Among the records, which lines include "example"? List them.

Records contained in a dataset
/---
use super::*;

#[test]
fn credential_frame_encodes_as_single_api_key_field() {
    let frame = Credential::new("abc123").into_frame();
    assert_eq!(encode_outbound(&frame), r#"{"api_key":"abc123"}"#);
}

#[test]
fn command_frame_encodes_as_single_message_field() {
    assert_eq!(encode_outbound(&Outbound::command("hello")), r#"{"message":"hello"}"#);
}

#[test]
fn command_text_is_forwarded_verbatim() {
    let text = "  click \"OK\"\nthen wait ";
    let encoded = encode_outbound(&Outbound::command(text));
    let parsed: Value = serde_json::from_str(&encoded).expect("valid json");
    assert_eq!(parsed, serde_json::json!({ "message": text }));
}

#[test]
fn empty_command_is_not_rejected() {
    assert_eq!(encode_outbound(&Outbound::command("")), r#"{"message":""}"#);
}

#[test]
fn credential_debug_output_is_redacted() {
    let credential = Credential::new("super-secret");
    assert!(!format!("{credential:?}").contains("super-secret"));
    assert!(!format!("{:?}", credential.into_frame()).contains("super-secret"));
}

#[test]
fn command_debug_output_keeps_message() {
    assert!(format!("{:?}", Outbound::command("hi")).contains("hi"));
}

#[test]
fn decode_inbound_reads_type_tag() {
    let msg = decode_inbound(r#"{"type":"chat","text":"hi"}"#).expect("decode");
    assert_eq!(msg.kind(), Some("chat"));
    assert!(!msg.is_stream_url());
    assert_eq!(msg.get("text"), Some(&serde_json::json!("hi")));
}

#[test]
fn decode_inbound_keeps_every_field() {
    let text = r#"{"type":"stream_url","url":"x","extra":{"n":1}}"#;
    let msg = decode_inbound(text).expect("decode");
    assert_eq!(
        msg.as_value(),
        &serde_json::json!({"type":"stream_url","url":"x","extra":{"n":1}})
    );
}

#[test]
fn stream_url_message_exposes_url() {
    let msg = decode_inbound(r#"{"type":"stream_url","url":"https://example.test/s"}"#).expect("decode");
    assert!(msg.is_stream_url());
    assert_eq!(msg.stream_url(), Some("https://example.test/s"));
}

#[test]
fn stream_url_is_none_for_other_types() {
    let msg = decode_inbound(r#"{"type":"chat","url":"x"}"#).expect("decode");
    assert_eq!(msg.stream_url(), None);
}

#[test]
fn missing_type_is_accepted() {
    let msg = decode_inbound(r#"{"text":"no tag"}"#).expect("decode");
    assert_eq!(msg.kind(), None);
}

#[test]
fn non_string_type_has_no_kind() {
    let msg = decode_inbound(r#"{"type":7}"#).expect("decode");
    assert_eq!(msg.kind(), None);
    assert!(!msg.is_stream_url());
}

#[test]
fn decode_inbound_rejects_malformed_json() {
    let err = decode_inbound("{not json").expect_err("should fail");
    assert!(matches!(err, CodecError::Json(_)));
}

#[test]
fn decode_inbound_rejects_non_object_json() {
    for text in ["[1,2]", "\"stream_url\"", "42", "null"] {
        let err = decode_inbound(text).expect_err("should fail");
        assert!(matches!(err, CodecError::NotAnObject), "{text}");
    }
}

#[test]
fn decode_inbound_bytes_accepts_utf8_json() {
    let msg = decode_inbound_bytes(br#"{"type":"chat"}"#).expect("decode");
    assert_eq!(msg.kind(), Some("chat"));
}

#[test]
fn decode_inbound_bytes_rejects_invalid_utf8() {
    let err = decode_inbound_bytes(&[0xff, 0xfe, 0x7b]).expect_err("should fail");
    assert!(matches!(err, CodecError::Utf8(_)));
}

#[test]
fn inbound_message_serializes_transparently() {
    let msg = decode_inbound(r#"{"type":"chat","text":"hi"}"#).expect("decode");
    let json = serde_json::to_value(&msg).expect("serialize");
    assert_eq!(json, serde_json::json!({"type":"chat","text":"hi"}));
    assert_eq!(msg.to_string(), json.to_string());
}

#[test]
fn credential_from_env_ignores_unset_variable() {
    assert!(Credential::from_env("FRAMES_TEST_CREDENTIAL_THAT_IS_NEVER_SET").is_none());
}
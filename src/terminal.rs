//! Headless shell: relayed messages as JSON lines, window requests as logs.

use std::io::Write;
use std::sync::{Mutex, PoisonError};

use frames::InboundMessage;
use relay::ConnectionState;

use crate::shell::{Geometry, MessageSink, WindowControl};

#[derive(Clone, Copy, Debug, PartialEq, Eq)]
pub struct WindowState {
    pub geometry: Geometry,
    pub minimized: bool,
}

/// Writes one JSON line per relayed message to `out` and tracks the window
/// state a graphical shell would have.
pub struct TerminalShell<W> {
    out: Mutex<W>,
    window: Mutex<WindowState>,
}

impl<W: Write> TerminalShell<W> {
    #[must_use]
    pub fn new(out: W) -> Self {
        Self {
            out: Mutex::new(out),
            window: Mutex::new(WindowState { geometry: Geometry::INITIAL, minimized: false }),
        }
    }

    #[must_use]
    pub fn window(&self) -> WindowState {
        *self.window.lock().unwrap_or_else(PoisonError::into_inner)
    }
}

impl<W: Write> MessageSink for TerminalShell<W> {
    fn deliver(&self, message: &InboundMessage) {
        let mut out = self.out.lock().unwrap_or_else(PoisonError::into_inner);
        if let Err(e) = writeln!(out, "{message}").and_then(|()| out.flush()) {
            tracing::warn!(error = %e, "terminal: failed to write message");
        }
    }

    fn status(&self, state: ConnectionState) {
        tracing::info!(%state, "terminal: connection status");
    }
}

impl<W: Write> WindowControl for TerminalShell<W> {
    fn set_geometry(&self, geometry: Geometry) {
        let mut window = self.window.lock().unwrap_or_else(PoisonError::into_inner);
        window.geometry = geometry;
        window.minimized = false;
        tracing::info!(width = geometry.width, height = geometry.height, "window: resized");
    }

    fn minimize(&self) {
        self.window.lock().unwrap_or_else(PoisonError::into_inner).minimized = true;
        tracing::info!("window: minimized");
    }
}

#[cfg(test)]
#[path = "terminal_test.rs"]
mod tests;
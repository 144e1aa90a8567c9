//! Socket task for one relay connection.
//!
//! Handshake, then one credential frame, then a `select!` loop:
//! - Inbound frames → decode → [`RelayEvent::Message`]
//! - Queued outbound frames → write to the socket
//! - Shutdown signal → close frame, exit
//!
//! Every exit path publishes `closed` exactly once.

use frames::{CodecError, Credential, InboundMessage, Outbound};
use futures_util::{SinkExt, StreamExt};
use tokio::sync::{mpsc, oneshot, watch};
use tokio_tungstenite::connect_async;
use tokio_tungstenite::tungstenite::Message;
use tokio_tungstenite::tungstenite::handshake::client::Request;

use crate::{ConnectionId, ConnectionState, RelayEvent};

pub(crate) struct SocketTask {
    pub(crate) id: ConnectionId,
    pub(crate) state: watch::Sender<ConnectionState>,
    pub(crate) events: mpsc::UnboundedSender<RelayEvent>,
    pub(crate) outbound: mpsc::UnboundedReceiver<Outbound>,
    pub(crate) shutdown: oneshot::Receiver<()>,
}

impl SocketTask {
    fn transition(&self, state: ConnectionState) {
        self.state.send_replace(state);
        let _ = self.events.send(RelayEvent::Status { connection: self.id, state });
    }

    fn relay(&self, decoded: Result<InboundMessage, CodecError>) {
        match decoded {
            Ok(message) => {
                tracing::debug!(connection = %self.id, kind = message.kind(), %message, "relay: inbound");
                let _ = self.events.send(RelayEvent::Message { connection: self.id, message });
            }
            Err(e) => {
                tracing::warn!(connection = %self.id, error = %e, "relay: dropping malformed frame");
            }
        }
    }
}

pub(crate) async fn run(mut task: SocketTask, request: Request, credential: Credential) {
    let id = task.id;

    let connected = tokio::select! {
        result = connect_async(request) => result,
        _ = &mut task.shutdown => {
            tracing::info!(connection = %id, "relay: closed before open");
            task.transition(ConnectionState::Closed);
            return;
        }
    };

    let mut stream = match connected {
        Ok((stream, _)) => stream,
        Err(e) => {
            tracing::warn!(connection = %id, error = %e, "relay: websocket connect failed");
            task.transition(ConnectionState::Closed);
            return;
        }
    };

    let hello = frames::encode_outbound(&credential.into_frame());
    if let Err(e) = stream.send(Message::text(hello)).await {
        tracing::warn!(connection = %id, error = %e, "relay: credential send failed");
        task.transition(ConnectionState::Closed);
        return;
    }

    tracing::info!(connection = %id, "relay: connected");
    task.transition(ConnectionState::Open);

    loop {
        tokio::select! {
            msg = stream.next() => {
                let Some(msg) = msg else { break };
                match msg {
                    Ok(msg) => {
                        if matches!(msg, Message::Close(_)) {
                            tracing::info!(connection = %id, "relay: closed by peer");
                            break;
                        }
                        if let Some(decoded) = decode_message(&msg) {
                            task.relay(decoded);
                        }
                    }
                    Err(e) => {
                        tracing::warn!(connection = %id, error = %e, "relay: websocket error");
                        break;
                    }
                }
            }
            Some(frame) = task.outbound.recv() => {
                let text = frames::encode_outbound(&frame);
                if let Err(e) = stream.send(Message::text(text)).await {
                    tracing::warn!(connection = %id, error = %e, "relay: send failed");
                    break;
                }
            }
            _ = &mut task.shutdown => {
                let _ = stream.close(None).await;
                break;
            }
        }
    }

    tracing::info!(connection = %id, "relay: disconnected");
    task.transition(ConnectionState::Closed);
}

/// Decode a data frame. Control frames yield `None`.
pub(crate) fn decode_message(msg: &Message) -> Option<Result<InboundMessage, CodecError>> {
    match msg {
        Message::Text(text) => Some(frames::decode_inbound(text.as_str())),
        Message::Binary(bytes) => Some(frames::decode_inbound_bytes(bytes)),
        Message::Ping(_) | Message::Pong(_) | Message::Close(_) | Message::Frame(_) => None,
    }
}

#[cfg(test)]
#[path = "socket_test.rs"]
mod tests;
\---
→ **SOLVED EXERCISE**
    let msg = decode_inbound(r#"{"type":"stream_url","url":"https://example.test/s"}"#).expect("decode");
    assert_eq!(msg.stream_url(), Some("https://example.test/s"));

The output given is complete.